Out of the material that follows, write out exactly the lines from the line with "let seeds: Vec<Seed>" to the line with "Returns every entry", both ends included, and no others.

==============================

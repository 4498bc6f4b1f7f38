use assize_adjudication::AdjudicationError;
use thiserror::Error;

#[derive(Debug, Error)]
pub enum DaemonError {
    #[error("config error: {0}")]
    Config(String),

    #[error("engine error: {0}")]
    Engine(#[from] AdjudicationError),
}
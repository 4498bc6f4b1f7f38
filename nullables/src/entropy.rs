//! Nullable entropy — predictable seeds.

use assize_entropy::{EntropyError, EntropyOutput, EntropySource};
use assize_types::Seed;
use std::sync::atomic::{AtomicU64, Ordering};
use std::sync::Mutex;

/// A deterministic entropy source for testing.
///
/// Returns the configured seeds in order, cycling when exhausted. With no configured
/// seeds it derives a fresh one from a counter, so consecutive calls never repeat.
#[derive(Debug, Default)]
pub struct NullEntropy {
    seeds: Mutex<Vec<Seed>>,
    calls: AtomicU64,
    failing: bool,
}

impl NullEntropy {
    pub fn new(seeds: Vec<[u8; 32]>) -> Self {
        Self {
            seeds: Mutex::new(seeds.into_iter().map(Seed::new).collect()),
            ..Self::default()
        }
    }

    /// Every call returns the same seed.
    pub fn constant(value: [u8; 32]) -> Self {
        Self::new(vec![value])
    }

    /// Seeds `1, 2, 3, …` encoded big-endian in the last eight bytes.
    pub fn sequential() -> Self {
        Self::default()
    }

    /// A source that is never available.
    pub fn unavailable() -> Self {
        Self {
            failing: true,
            ..Self::default()
        }
    }

    pub fn calls(&self) -> u64 {
        self.calls.load(Ordering::SeqCst)
    }
}

impl EntropySource for NullEntropy {
    fn seed_for(&self, _context: &[u8]) -> Result<EntropyOutput, EntropyError> {
        if self.failing {
            return Err(EntropyError::Unavailable("null entropy disabled".into()));
        }
        let call = self.calls.fetch_add(1, Ordering::SeqCst);
        let seeds = self.seeds.lock().unwrap_or_else(|e| e.into_inner());
        let seed = if seeds.is_empty() {
            let mut bytes = [0u8; 32];
            bytes[24..].copy_from_slice(&(call + 1).to_be_bytes());
            Seed::new(bytes)
        } else {
            seeds[(call % seeds.len() as u64) as usize]
        };
        Ok(EntropyOutput {
            seed,
            proof: Vec::new(),
            round: call,
        })
    }

    fn verify(&self, _context: &[u8], _output: &EntropyOutput) -> Result<bool, EntropyError> {
        Ok(true)
    }

    fn name(&self) -> &str {
        "null-entropy"
    }
}

#[cfg(test)]
mod tests {
    use super::*;

    #[test]
    fn sequential_never_repeats() {
        let entropy = NullEntropy::sequential();
        let a = entropy.seed_for(b"").unwrap().seed;
        let b = entropy.seed_for(b"").unwrap().seed;
        assert_ne!(a, b);
        assert_eq!(entropy.calls(), 2);
    }

    #[test]
    fn configured_seeds_cycle() {
        let entropy = NullEntropy::new(vec![[1u8; 32], [2u8; 32]]);
        let seeds: Vec<Seed> = (0..3).map(|_| entropy.seed_for(b"").unwrap().seed).collect();
        assert_eq!(seeds, vec![Seed::new([1u8; 32]), Seed::new([2u8; 32]), Seed::new([1u8; 32])]);
    }

    #[test]
    fn unavailable_errors() {
        assert!(NullEntropy::unavailable().seed_for(b"").is_err());
    }
}
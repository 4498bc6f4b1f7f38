//! Jury selection — reputation-weighted sampling without replacement.
//!
//! Each seat is drawn with probability proportional to weight among the entries not
//! yet seated. The draw stream is derived from the external seed and the case
//! reference, so any party holding the pool snapshot can replay the selection.

use crate::error::AdjudicationError;
use crate::jury::Jury;
use crate::pool::PoolSnapshot;
use assize_entropy::DrawStream;
use assize_types::{AdjudicationParams, CaseRef, ParticipantId, Seed, Timestamp};

/// Selects juries from pool snapshots.
pub struct JurySelector;

impl JurySelector {
    /// Draw `count` distinct participants from `snapshot`.
    ///
    /// Deterministic given the same snapshot, seed and context. Returns every entry
    /// (in draw order) when `count` exceeds the snapshot size.
    pub fn draw(
        &self,
        snapshot: &PoolSnapshot,
        seed: &Seed,
        context: &[u8],
        count: usize,
    ) -> Vec<ParticipantId> {
        let mut stream = DrawStream::new(seed, context);
        let mut remaining: Vec<(&ParticipantId, u128)> = snapshot
            .entries()
            .iter()
            .map(|e| (&e.participant, e.weight))
            .collect();
        let mut total = snapshot.total_weight();
        let mut drawn = Vec::with_capacity(count.min(remaining.len()));

        while drawn.len() < count && !remaining.is_empty() && total > 0 {
            let mut target = stream.below(total);
            let mut index = remaining.len() - 1;
            for (i, (_, weight)) in remaining.iter().enumerate() {
                if target < *weight {
                    index = i;
                    break;
                }
                target -= weight;
            }
            // `remove` keeps canonical order for the following seats.
            let (participant, weight) = remaining.remove(index);
            total -= weight;
            drawn.push(participant.clone());
        }
        drawn
    }

    /// Seat a jury for `case`.
    ///
    /// `size` is the requested number of seats; fewer are seated when the snapshot is
    /// smaller, but never fewer than `min_seats`.
    #[allow(clippy::too_many_arguments)]
    pub fn select(
        &self,
        case: CaseRef,
        snapshot: &PoolSnapshot,
        seed: Seed,
        size: u32,
        min_seats: u32,
        now: Timestamp,
        params: &AdjudicationParams,
    ) -> Result<Jury, AdjudicationError> {
        if size < params.min_jury_size || size > params.max_jury_size.max(min_seats) {
            return Err(AdjudicationError::InvalidJurySize {
                size,
                min: params.min_jury_size,
                max: params.max_jury_size,
            });
        }
        let required = min_seats.max(params.min_jury_size) as usize;
        if snapshot.len() < required {
            return Err(AdjudicationError::InsufficientPool {
                eligible: snapshot.len(),
                required,
            });
        }

        let jurors = self.draw(snapshot, &seed, &case.context_bytes(), size as usize);
        let seated = jurors.len() as u32;

        Ok(Jury {
            case,
            jurors,
            seed,
            pool_digest: snapshot.digest(),
            selected_at: now,
            deadline: now.plus_secs(params.voting_period_secs),
            required_votes: params.required_votes(seated),
            concluded: false,
            payout_bps: None,
        })
    }

    /// Replay the draw for `jury` over `snapshot` and confirm it matches.
    pub fn verify(&self, jury: &Jury, snapshot: &PoolSnapshot) -> bool {
        if snapshot.digest() != jury.pool_digest {
            return false;
        }
        let replay = self.draw(snapshot, &jury.seed, &jury.case.context_bytes(), jury.size());
        replay == jury.jurors
    }
}

#[cfg(test)]
mod tests {
    use super::*;
    use crate::pool::PoolEntry;
    use assize_types::ClaimId;
    use std::collections::HashSet;

    fn p(s: &str) -> ParticipantId {
        ParticipantId::new(s)
    }

    fn uniform_pool(n: usize) -> PoolSnapshot {
        PoolSnapshot::from_entries((0..n).map(|i| PoolEntry {
            participant: p(&format!("juror-{i:03}")),
            weight: 10,
        }))
    }

    fn case() -> CaseRef {
        CaseRef::Claim {
            claim: ClaimId::new(1),
            round: 0,
        }
    }

    #[test]
    fn draw_is_deterministic() {
        let snap = uniform_pool(30);
        let seed = Seed::new([42u8; 32]);
        let r1 = JurySelector.draw(&snap, &seed, b"ctx", 5);
        let r2 = JurySelector.draw(&snap, &seed, b"ctx", 5);
        assert_eq!(r1, r2, "same seed + same pool must produce same selection");
    }

    #[test]
    fn draw_has_no_duplicates() {
        let snap = uniform_pool(12);
        let drawn = JurySelector.draw(&snap, &Seed::new([5u8; 32]), b"ctx", 12);
        let unique: HashSet<_> = drawn.iter().collect();
        assert_eq!(unique.len(), 12);
    }

    #[test]
    fn draw_count_larger_than_pool_returns_all() {
        let snap = uniform_pool(3);
        let drawn = JurySelector.draw(&snap, &Seed::new([2u8; 32]), b"ctx", 10);
        assert_eq!(drawn.len(), 3);
    }

    #[test]
    fn empty_pool_draws_nothing() {
        let drawn = JurySelector.draw(&PoolSnapshot::default(), &Seed::new([0u8; 32]), b"ctx", 5);
        assert!(drawn.is_empty());
    }

    #[test]
    fn different_seeds_produce_different_selections() {
        let snap = uniform_pool(50);
        let r1 = JurySelector.draw(&snap, &Seed::new([10u8; 32]), b"ctx", 5);
        let r2 = JurySelector.draw(&snap, &Seed::new([20u8; 32]), b"ctx", 5);
        assert_ne!(r1, r2);
    }

    #[test]
    fn heavy_weight_dominates_single_seat() {
        let snap = PoolSnapshot::from_entries(vec![
            PoolEntry { participant: p("light-a"), weight: 1 },
            PoolEntry { participant: p("light-b"), weight: 1 },
            PoolEntry { participant: p("heavy"), weight: 8 },
        ]);
        let trials = 10_000u32;
        let mut heavy = 0u32;
        for i in 0..trials {
            let mut seed = [0u8; 32];
            seed[..4].copy_from_slice(&i.to_be_bytes());
            let drawn = JurySelector.draw(&snap, &Seed::new(seed), b"weighted", 1);
            if drawn[0] == p("heavy") {
                heavy += 1;
            }
        }
        let share = heavy as f64 / trials as f64;
        assert!((0.75..=0.85).contains(&share), "heavy share {share}");
    }

    #[test]
    fn select_sets_deadline_and_quorum() {
        let params = AdjudicationParams::default();
        let now = Timestamp::new(1_000);
        let jury = JurySelector
            .select(case(), &uniform_pool(10), Seed::new([1u8; 32]), 5, 3, now, &params)
            .unwrap();
        assert_eq!(jury.size(), 5);
        assert_eq!(jury.deadline, now.plus_secs(params.voting_period_secs));
        assert_eq!(jury.required_votes, 4);
        assert!(!jury.concluded);
    }

    #[test]
    fn select_seats_fewer_when_pool_small() {
        let params = AdjudicationParams::default();
        let jury = JurySelector
            .select(case(), &uniform_pool(4), Seed::new([1u8; 32]), 7, 3, Timestamp::new(0), &params)
            .unwrap();
        assert_eq!(jury.size(), 4);
        assert_eq!(jury.required_votes, 3);
    }

    #[test]
    fn select_rejects_undersized_pool() {
        let params = AdjudicationParams::default();
        let err = JurySelector
            .select(case(), &uniform_pool(2), Seed::new([1u8; 32]), 5, 3, Timestamp::new(0), &params)
            .unwrap_err();
        assert_eq!(err, AdjudicationError::InsufficientPool { eligible: 2, required: 3 });
    }

    #[test]
    fn select_rejects_out_of_bounds_size() {
        let params = AdjudicationParams::default();
        let err = JurySelector
            .select(case(), &uniform_pool(40), Seed::new([1u8; 32]), 30, 3, Timestamp::new(0), &params)
            .unwrap_err();
        assert!(matches!(err, AdjudicationError::InvalidJurySize { size: 30, .. }));
    }

    #[test]
    fn verify_replays_selection() {
        let params = AdjudicationParams::default();
        let snap = uniform_pool(20);
        let jury = JurySelector
            .select(case(), &snap, Seed::new([8u8; 32]), 5, 3, Timestamp::new(0), &params)
            .unwrap();
        assert!(JurySelector.verify(&jury, &snap));

        let mut forged = jury.clone();
        forged.jurors.swap(0, 1);
        assert!(!JurySelector.verify(&forged, &snap));
        assert!(!JurySelector.verify(&jury, &uniform_pool(21)));
    }
}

==============================

→ Finished task:
        let seeds: Vec<Seed> = (0..3).map(|_| entropy.seed_for(b"").unwrap().seed).collect();
        assert_eq!(seeds, vec![Seed::new([1u8; 32]), Seed::new([2u8; 32]), Seed::new([1u8; 32])]);
    }

    #[test]
    fn unavailable_errors() {
        assert!(NullEntropy::unavailable().seed_for(b"").is_err());
    }
}
repository 4498bc6f4b1f7f38
//! Jury selection — reputation-weighted sampling without replacement.
//!
//! Each seat is drawn with probability proportional to weight among the entries not
//! yet seated. The draw stream is derived from the external seed and the case
//! reference, so any party holding the pool snapshot can replay the selection.

use crate::error::AdjudicationError;
use crate::jury::Jury;
use crate::pool::PoolSnapshot;
use assize_entropy::DrawStream;
use assize_types::{AdjudicationParams, CaseRef, ParticipantId, Seed, Timestamp};

/// Selects juries from pool snapshots.
pub struct JurySelector;

impl JurySelector {
    /// Draw `count` distinct participants from `snapshot`.
    ///
    /// Deterministic given the same snapshot, seed and context. Returns every entry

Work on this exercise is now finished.